▶ **Exercise objective**
Scan the material for "crates". Copy every line it appears in.

Start of Provided information

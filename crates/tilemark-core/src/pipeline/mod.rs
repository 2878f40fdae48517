//! Watermarking pipeline components.
//!
//! This module contains all the stages of the pipeline:
//! - **validate**: Pre-decode checks (existence, size, magic bytes)
//! - **decode**: Load and decode images, normalize to RGBA
//! - **thumbnail**: Aspect-ratio crop and resize
//! - **watermark**: Alpha mask and tiling
//! - **composite**: Masked per-pixel paste
//! - **encode**: JPEG export
//! - **discovery**: Find image files in directories
//! - **processor**: Orchestrates the full pipeline

pub mod composite;
pub mod decode;
pub mod discovery;
pub mod encode;
pub mod processor;
pub mod thumbnail;
pub mod validate;
pub mod watermark;

// Re-exports for convenient access
pub use decode::{DecodedImage, ImageDecoder};
pub use discovery::{DiscoveredFile, FileDiscovery};
pub use encode::{JpegExporter, JPEG_MAX_DIMENSION};
pub use processor::{ProcessOptions, WatermarkProcessor};
pub use thumbnail::{crop_box, CropBox, ThumbnailSize, Thumbnailer};
pub use validate::Validator;
pub use watermark::{alpha_mask, TileStats, Watermark};
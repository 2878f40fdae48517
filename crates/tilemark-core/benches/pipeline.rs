//! Benchmarks for the Tilemark pipeline stages.
//!
//! Run with: cargo bench -p tilemark-core

use criterion::{black_box, criterion_group, criterion_main, Criterion};
use image::{Rgba, RgbaImage};
use std::path::Path;
use tilemark_core::config::{OutputConfig, ThumbnailConfig};
use tilemark_core::pipeline::{JpegExporter, ThumbnailSize, Thumbnailer, Watermark};

fn sample_watermark() -> Watermark {
    let logo = RgbaImage::from_fn(200, 80, |x, y| {
        let alpha = if (x / 10 + y / 10) % 2 == 0 { 255 } else { 0 };
        Rgba([255, 255, 255, alpha])
    });
    Watermark::new(logo, 0.3).expect("valid opacity")
}

fn benchmark_tile(c: &mut Criterion) {
    let watermark = sample_watermark();
    let source = RgbaImage::from_pixel(1920, 1080, Rgba([30, 60, 90, 255]));

    c.bench_function("tile_1080p", |b| {
        b.iter(|| {
            let mut canvas = source.clone();
            black_box(watermark.tile_onto(black_box(&mut canvas)));
        })
    });
}

fn benchmark_thumbnail(c: &mut Criterion) {
    let thumbnailer = Thumbnailer::new(&ThumbnailConfig::default());
    let source = RgbaImage::from_pixel(1920, 1080, Rgba([30, 60, 90, 255]));
    let target = ThumbnailSize::new(320, 320).expect("non-zero size");

    c.bench_function("thumbnail_1080p_to_320", |b| {
        b.iter(|| {
            let _ = thumbnailer.apply(black_box(&source), target);
        })
    });
}

fn benchmark_encode(c: &mut Criterion) {
    let exporter = JpegExporter::new(&OutputConfig::default());
    let source = RgbaImage::from_pixel(1920, 1080, Rgba([30, 60, 90, 255]));

    c.bench_function("encode_jpeg_1080p", |b| {
        b.iter(|| {
            let _ = exporter.encode_to_vec(black_box(&source), Path::new("bench.jpg"));
        })
    });
}

criterion_group!(
    benches,
    benchmark_tile,
    benchmark_thumbnail,
    benchmark_encode
);
criterion_main!(benches);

End of Provided information

▶ **Output for this task**
filename crates/tilemark-core/src/pipeline/mod.rs
filename crates/tilemark-core/benches/pipeline.rs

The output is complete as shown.